## Work instruction:
The required result is the exact run of lines beginning at the one containing "impl std::fmt::Display for" and ending at the last line of the entries.
---- Extracted material
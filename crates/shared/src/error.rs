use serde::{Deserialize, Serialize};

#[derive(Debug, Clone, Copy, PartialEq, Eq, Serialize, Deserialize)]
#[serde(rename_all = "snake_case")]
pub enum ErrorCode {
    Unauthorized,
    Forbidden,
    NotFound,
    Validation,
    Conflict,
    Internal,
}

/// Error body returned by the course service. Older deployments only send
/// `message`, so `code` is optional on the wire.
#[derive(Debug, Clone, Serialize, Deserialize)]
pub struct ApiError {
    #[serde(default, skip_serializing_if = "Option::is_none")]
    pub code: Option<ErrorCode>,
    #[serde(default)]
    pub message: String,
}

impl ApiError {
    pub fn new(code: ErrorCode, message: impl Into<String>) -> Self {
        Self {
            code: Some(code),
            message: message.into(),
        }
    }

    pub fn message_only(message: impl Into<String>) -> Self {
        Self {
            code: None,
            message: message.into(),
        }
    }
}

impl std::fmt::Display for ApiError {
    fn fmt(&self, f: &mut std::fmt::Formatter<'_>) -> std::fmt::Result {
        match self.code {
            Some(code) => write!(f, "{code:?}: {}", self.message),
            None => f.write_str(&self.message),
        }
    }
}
--------
## Answer to this task:
impl std::fmt::Display for ApiError {
    fn fmt(&self, f: &mut std::fmt::Formatter<'_>) -> std::fmt::Result {
        match self.code {
            Some(code) => write!(f, "{code:?}: {}", self.message),
            None => f.write_str(&self.message),
        }
    }
}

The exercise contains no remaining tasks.